[Task to complete]:
In the entries below, filter for the word "fired" and copy every matching line.

[Input]:
● ● ● ● ●

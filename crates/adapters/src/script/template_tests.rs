// SPDX-License-Identifier: BUSL-1.1
// Copyright (c) 2026 Alfred Jean LLC

use super::*;
use serde_json::json;

fn bucket() -> serde_json::Value {
    json!({
        "rule": { "id": "r1" },
        "events": [
            { "event_type": "acme.prod.check_disk", "data": { "name": "disk" } },
            { "event_type": "acme.prod.check_disk", "data": { "name": "root" } }
        ]
    })
}

async fn run(source: &str) -> ScriptOutcome {
    TemplateScriptEngine::new()
        .execute(&Script::new("s1", source), &bucket())
        .await
}

#[tokio::test]
async fn json_output_becomes_value() {
    let outcome = run(r#"{"name": {{ (bucket.events[0].data.name ~ "test") | tojson }} }"#).await;

    assert_eq!(outcome, ScriptOutcome::Value(json!({ "name": "disktest" })));
}

#[tokio::test]
async fn loops_over_events() {
    let outcome = run(
        r#"[{% for e in bucket.events %}{{ e.data.name | tojson }}{% if not loop.last %},{% endif %}{% endfor %}]"#,
    )
    .await;

    assert_eq!(outcome, ScriptOutcome::Value(json!(["disk", "root"])));
}

#[tokio::test]
async fn plain_text_becomes_string() {
    let outcome = run("rule {{ bucket.rule.id }} fired").await;

    assert_eq!(outcome, ScriptOutcome::Value(json!("rule r1 fired")));
}

#[yare::parameterized(
    empty = { "" },
    whitespace = { "  \n" },
    null = { "null" },
    conditional = { "{% if bucket.events | length > 5 %}big{% endif %}" },
)]
fn nothing_rendered_is_nil(source: &str) {
    let outcome = TemplateScriptEngine::new().render(&Script::new("s1", source), &bucket());
    assert_eq!(outcome, ScriptOutcome::Nil);
}

#[yare::parameterized(
    syntax = { "{{ bucket.events[0" },
    undefined = { "{{ bucket.missing.field }}" },
)]
fn errors_are_exceptions(source: &str) {
    let outcome = TemplateScriptEngine::new().render(&Script::new("s1", source), &bucket());
    assert!(
        matches!(outcome, ScriptOutcome::Exception(_)),
        "got {:?}",
        outcome
    );
    assert_eq!(outcome.into_value(), None);
}
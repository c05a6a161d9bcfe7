// SPDX-License-Identifier: BUSL-1.1
// Copyright (c) 2026 Alfred Jean LLC

use super::*;
use cortex_core::{
    Alert, DwellDefaults, Event, FakeClock, IcingaAlert, Rule, Script, SequentialIdGen,
};
use cortex_storage::{LocalLog, StateMachine, Store};
use serde_json::json;
use std::sync::Arc;
use std::time::Duration;

type TestServer = Server<LocalLog, FakeClock, SequentialIdGen>;

fn server() -> (TestServer, LocalLog) {
    let clock = FakeClock::new();
    let log = LocalLog::in_memory(StateMachine::new(Arc::new(Store::new()), 100));
    let node = Node::new(
        log.clone(),
        clock,
        SequentialIdGen::new("id"),
        DwellDefaults::default(),
    );
    (Server::new(node, "node-1"), log)
}

#[tokio::test]
async fn ping_and_hello() {
    let (mut server, _) = server();

    assert_eq!(server.handle_request(Request::Ping).await, Response::Pong);
    assert_eq!(
        server
            .handle_request(Request::Hello {
                version: "0".to_string()
            })
            .await,
        Response::Hello {
            version: PROTOCOL_VERSION.to_string()
        }
    );
}

#[tokio::test]
async fn add_rule_returns_stored_rule_with_generated_id() {
    let (mut server, _) = server();

    let response = server
        .handle_request(Request::AddRule {
            rule: Rule::new("", ["acme.*"], "http://hooks/a"),
        })
        .await;

    let Response::Rule { rule: Some(rule) } = response else {
        panic!("unexpected response: {:?}", response);
    };
    assert_eq!(rule.id, "id-1");
    assert_eq!(rule.dwell, DwellDefaults::default().dwell);

    let listed = server.handle_request(Request::ListRules).await;
    assert_eq!(listed, Response::Rules { rules: vec![*rule] });
}

#[tokio::test]
async fn invalid_rule_is_reported_as_error() {
    let (mut server, _) = server();

    let response = server
        .handle_request(Request::AddRule {
            rule: Rule::new("bad", ["acme..disk"], "http://hooks/a"),
        })
        .await;

    assert!(matches!(response, Response::Error { .. }), "{:?}", response);
}

#[tokio::test]
async fn stash_reports_match_count() {
    let (mut server, log) = server();
    server
        .handle_request(Request::AddRule {
            rule: Rule::new("disk", ["icinga.*"], "http://hooks/a"),
        })
        .await;

    let response = server
        .handle_request(Request::Stash {
            event: Event::new("icinga.disk", "icinga", json!({})),
        })
        .await;
    assert_eq!(response, Response::Stashed { matched: 1 });

    let response = server
        .handle_request(Request::Stash {
            event: Event::new("azure.vm", "azure", json!({})),
        })
        .await;
    assert_eq!(response, Response::Stashed { matched: 0 });
    assert_eq!(log.store().buckets.len(), 1);
}

#[tokio::test]
async fn stash_alert_converts_sink_payload() {
    let (mut server, _) = server();
    server
        .handle_request(Request::AddRule {
            rule: Rule::new("icinga", ["icinga.*.*.*"], "http://hooks/a"),
        })
        .await;

    let response = server
        .handle_request(Request::StashAlert {
            alert: Alert::Icinga(IcingaAlert {
                service_description: "disk".to_string(),
                host_alias: "web-1".to_string(),
                service_output: "critical".to_string(),
                ..IcingaAlert::default()
            }),
        })
        .await;

    assert_eq!(response, Response::Stashed { matched: 1 });
}

#[tokio::test]
async fn script_lifecycle() {
    let (mut server, _) = server();
    let script = Script::new("echo", "{{ bucket | tojson }}");

    assert_eq!(
        server
            .handle_request(Request::AddScript {
                script: script.clone()
            })
            .await,
        Response::Ok
    );
    assert!(matches!(
        server
            .handle_request(Request::AddScript {
                script: script.clone()
            })
            .await,
        Response::Error { .. }
    ));
    assert_eq!(
        server.handle_request(Request::ListScripts).await,
        Response::Scripts {
            script_ids: vec!["echo".to_string()]
        }
    );
    assert_eq!(
        server
            .handle_request(Request::GetScript {
                script_id: "echo".to_string()
            })
            .await,
        Response::Script {
            script: Some(script)
        }
    );
    assert_eq!(
        server
            .handle_request(Request::RemoveScript {
                script_id: "echo".to_string()
            })
            .await,
        Response::Ok
    );
    assert_eq!(
        server
            .handle_request(Request::GetScript {
                script_id: "echo".to_string()
            })
            .await,
        Response::Script { script: None }
    );
}

#[tokio::test]
async fn follower_rejects_writes_but_serves_reads() {
    let (mut server, log) = server();
    server
        .handle_request(Request::AddRule {
            rule: Rule::new("disk", ["icinga.*"], "http://hooks/a"),
        })
        .await;
    log.set_leader(false);

    let response = server
        .handle_request(Request::RemoveRule {
            rule_id: "disk".to_string(),
        })
        .await;
    assert!(matches!(response, Response::Error { .. }));

    let Response::Rule { rule } = server
        .handle_request(Request::GetRule {
            rule_id: "disk".to_string(),
        })
        .await
    else {
        panic!("expected rule response");
    };
    assert!(rule.is_some());
}

#[tokio::test]
async fn status_reports_table_sizes() {
    let (mut server, _) = server();
    server
        .handle_request(Request::AddRule {
            rule: Rule::new("disk", ["icinga.*"], "http://hooks/a"),
        })
        .await;

    let Response::Status {
        node_id,
        leader,
        rules,
        buckets,
        ..
    } = server.handle_request(Request::Status).await
    else {
        panic!("expected status response");
    };

    assert_eq!(node_id, "node-1");
    assert!(leader);
    assert_eq!(rules, 1);
    assert_eq!(buckets, 0);
}

#[tokio::test]
async fn shutdown_sets_flag() {
    let (mut server, _) = server();

    let response = server.handle_request(Request::Shutdown).await;

    assert_eq!(response, Response::ShuttingDown);
    assert!(server.shutdown_requested);
}

#[tokio::test]
async fn serves_requests_over_unix_socket() {
    let dir = tempfile::tempdir().unwrap();
    let socket_path = dir.path().join("test.sock");
    let listener = tokio::net::UnixListener::bind(&socket_path).unwrap();
    let (mut server, _) = server();

    let serve = tokio::spawn(async move {
        let (stream, _) = listener.accept().await.unwrap();
        server.handle_connection(stream).await.unwrap();
    });

    let response = protocol::call(&socket_path, &Request::Ping, Duration::from_secs(5))
        .await
        .unwrap();
    serve.await.unwrap();

    assert_eq!(response, Response::Pong);
}
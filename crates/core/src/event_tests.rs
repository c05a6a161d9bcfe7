// SPDX-License-Identifier: BUSL-1.1
// Copyright (c) 2026 Alfred Jean LLC

use super::*;
use chrono::TimeZone;
use serde_json::json;

fn check_disk(event_id: &str) -> Event {
    Event {
        event_type: "acme.prod.icinga.check_disk".to_string(),
        event_type_version: "1.0".to_string(),
        cloud_events_version: "0.1".to_string(),
        source: "/sink".to_string(),
        event_id: event_id.to_string(),
        event_time: Some(Utc::now()),
        schema_url: "http://www.json.org".to_string(),
        content_type: "application/json".to_string(),
        data: json!({"alpha": "julie", "beta": 42}),
        extensions: BTreeMap::from([("ext1".to_string(), json!("value"))]),
        ..Event::default()
    }
}

#[test]
fn envelope_identity_does_not_affect_hash() {
    let a = check_disk("42");
    let b = check_disk("43").with_time(Utc.with_ymd_and_hms(2020, 1, 1, 0, 0, 0).unwrap());

    assert_eq!(a.hash(), b.hash());
    assert!(a.is_same_occurrence(&b));
}

#[test]
fn different_data_is_a_different_occurrence() {
    let a = check_disk("42");
    let mut b = check_disk("42");
    b.data = json!({"alpha": "julie", "beta": 43});

    assert_ne!(a.hash(), b.hash());
    assert!(!a.is_same_occurrence(&b));
}

#[test]
fn different_source_is_a_different_occurrence_even_with_equal_content() {
    let a = check_disk("42");
    let mut b = check_disk("42");
    b.source = "/other".to_string();

    assert!(!a.is_same_occurrence(&b));
}

#[test]
fn hash_is_memoized() {
    let event = check_disk("42");
    let first = event.hash();
    assert_eq!(event.hash(), first);
    assert_eq!(first.to_string().len(), 64);
}

#[test]
fn hash_survives_serde_roundtrip() {
    let event = check_disk("42");
    let json = serde_json::to_string(&event).unwrap();
    let back: Event = serde_json::from_str(&json).unwrap();

    assert_eq!(event, back);
    assert_eq!(event.hash(), back.hash());
}

#[test]
fn extension_changes_reset_cached_hash() {
    let event = check_disk("42");
    let before = event.hash();
    let event = event.with_extension("ext2", json!(true));
    assert_ne!(event.hash(), before);
}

● ● ● ● ●

[Exercise solution]:
    let outcome = run("rule {{ bucket.rule.id }} fired").await;
    assert_eq!(outcome, ScriptOutcome::Value(json!("rule r1 fired")));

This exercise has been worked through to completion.